- Baeza-Raja, Bernat;
- Sachs, Benjamin D;
- Li, Pingping;
- Christian, Frank;
- Vagena, Eirini;
- Davalos, Dimitrios;
- Le Moan, Natacha;
- Ryu, Jae Kyu;
- Sikorski, Shoana L;
- Chan, Justin P;
- Scadeng, Miriam;
- Taylor, Susan S;
- Houslay, Miles D;
- Baillie, George S;
- Saltiel, Alan R;
- Olefsky, Jerrold M;
- Akassoglou, Katerina
Obesity and metabolic syndrome reflect the dysregulation of molecular pathways that control energy homeostasis. Here, we show that the p75 neurotrophin receptor (p75(NTR)) controls energy expenditure in obese mice on a high-fat diet (HFD). Despite no changes in food intake, p75(NTR)-null mice were protected from HFD-induced obesity and remained lean as a result of increased energy expenditure without developing insulin resistance or liver steatosis. p75(NTR) directly interacts with the catalytic subunit of protein kinase A (PKA) and regulates cAMP signaling in adipocytes, leading to decreased lipolysis and thermogenesis.
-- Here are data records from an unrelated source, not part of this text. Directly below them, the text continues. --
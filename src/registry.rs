//! Ordered collection of solver variants.
//!
//! Every registered solver sees the same context. Entries run in parallel and
//! fail independently: an error or a panic in one variant is recorded on its
//! own result and never stops the others.

use std::panic::{catch_unwind, AssertUnwindSafe};
use std::time::Instant;

use rayon::prelude::*;
use serde::Serialize;

use crate::cfr::{cfr_plus, monte_carlo, multi_size, parallel, per_combo, vanilla};
use crate::cfr::{SolveFailure, SolveSummary, Solver, SolverContext};

struct Entry {
    id: String,
    label: String,
    priority: i32,
    solver: Box<dyn Solver>,
}

#[derive(Debug, Clone, PartialEq, Serialize)]
pub struct SolverResult {
    pub id: String,
    pub label: String,
    pub priority: i32,
    pub elapsed_ms: u64,
    pub summary: Option<SolveSummary>,
    pub error: Option<SolveFailure>,
}

impl SolverResult {
    pub fn is_ok(&self) -> bool {
        self.summary.is_some()
    }
}

#[derive(Debug, Clone, PartialEq, Serialize)]
pub struct RegistryOutcome {
    /// Index into `results` of the highest-priority success.
    pub primary: Option<usize>,
    /// One result per entry, in registration order.
    pub results: Vec<SolverResult>,
}

impl RegistryOutcome {
    pub fn primary(&self) -> Option<&SolverResult> {
        self.primary.map(|i| &self.results[i])
    }
}

#[derive(Default)]
pub struct SolverRegistry {
    entries: Vec<Entry>,
}

impl SolverRegistry {
    pub fn new() -> Self {
        Self::default()
    }

    /// The six built-in variants.
    pub fn with_defaults() -> Self {
        let mut registry = Self::new();
        registry.register(parallel::ID, parallel::LABEL, parallel::PRIORITY, parallel::solve);
        registry.register(cfr_plus::ID, cfr_plus::LABEL, cfr_plus::PRIORITY, cfr_plus::solve);
        registry.register(monte_carlo::ID, monte_carlo::LABEL, monte_carlo::PRIORITY, monte_carlo::solve);
        registry.register(multi_size::ID, multi_size::LABEL, multi_size::PRIORITY, multi_size::solve);
        registry.register(per_combo::ID, per_combo::LABEL, per_combo::PRIORITY, per_combo::solve);
        registry.register(vanilla::ID, vanilla::LABEL, vanilla::PRIORITY, vanilla::solve);
        registry
    }

    /// Adds a solver. Registering an existing id replaces that entry in place.
    pub fn register<S>(&mut self, id: &str, label: &str, priority: i32, solver: S)
    where
        S: Solver + 'static,
    {
        let entry = Entry {
            id: id.to_string(),
            label: label.to_string(),
            priority,
            solver: Box::new(solver),
        };
        match self.entries.iter_mut().find(|e| e.id == id) {
            Some(existing) => *existing = entry,
            None => self.entries.push(entry),
        }
    }

    pub fn len(&self) -> usize {
        self.entries.len()
    }

    pub fn is_empty(&self) -> bool {
        self.entries.is_empty()
    }

    pub fn ids(&self) -> Vec<&str> {
        self.entries.iter().map(|e| e.id.as_str()).collect()
    }

    pub fn solve_all(&self, ctx: &SolverContext<'_>) -> RegistryOutcome {
        let results: Vec<SolverResult> = self.entries.par_iter().map(|entry| run_entry(entry, ctx)).collect();

        // Strictly greater keeps the earliest registration on ties
        let mut primary: Option<usize> = None;
        for (idx, result) in results.iter().enumerate() {
            if !result.is_ok() {
                continue;
            }
            if primary.map_or(true, |p| result.priority > results[p].priority) {
                primary = Some(idx);
            }
        }

        match primary {
            Some(idx) => log::info!("primary solver: {}", results[idx].id),
            None => log::warn!("no solver produced a result"),
        }
        RegistryOutcome { primary, results }
    }
}

fn run_entry(entry: &Entry, ctx: &SolverContext<'_>) -> SolverResult {
    let start = Instant::now();
    let outcome = catch_unwind(AssertUnwindSafe(|| entry.solver.solve(ctx)))
        .unwrap_or_else(|payload| Err(SolveFailure::Panicked(panic_message(payload.as_ref()))));
    let elapsed_ms = start.elapsed().as_millis() as u64;

    let (summary, error) = match outcome {
        Ok(summary) => (Some(summary), None),
        Err(failure) => {
            log::warn!("solver {} failed: {}", entry.id, failure);
            (None, Some(failure))
        }
    };
    SolverResult {
        id: entry.id.clone(),
        label: entry.label.clone(),
        priority: entry.priority,
        elapsed_ms,
        summary,
        error,
    }
}

fn panic_message(payload: &(dyn std::any::Any + Send)) -> String {
    if let Some(s) = payload.downcast_ref::<&str>() {
        s.to_string()
    } else if let Some(s) = payload.downcast_ref::<String>() {
        s.clone()
    } else {
        "unknown panic".to_string()
    }
}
Adipocyte-specific depletion of p75(NTR) or transplantation of p75(NTR)-null white adipose tissue (WAT) into wild-type mice fed a HFD protected against weight gain and insulin resistance. Our results reveal that signaling from p75(NTR) to cAMP/PKA regulates energy balance and suggest that non-CNS neurotrophin receptor signaling could be a target for treating obesity and the metabolic syndrome.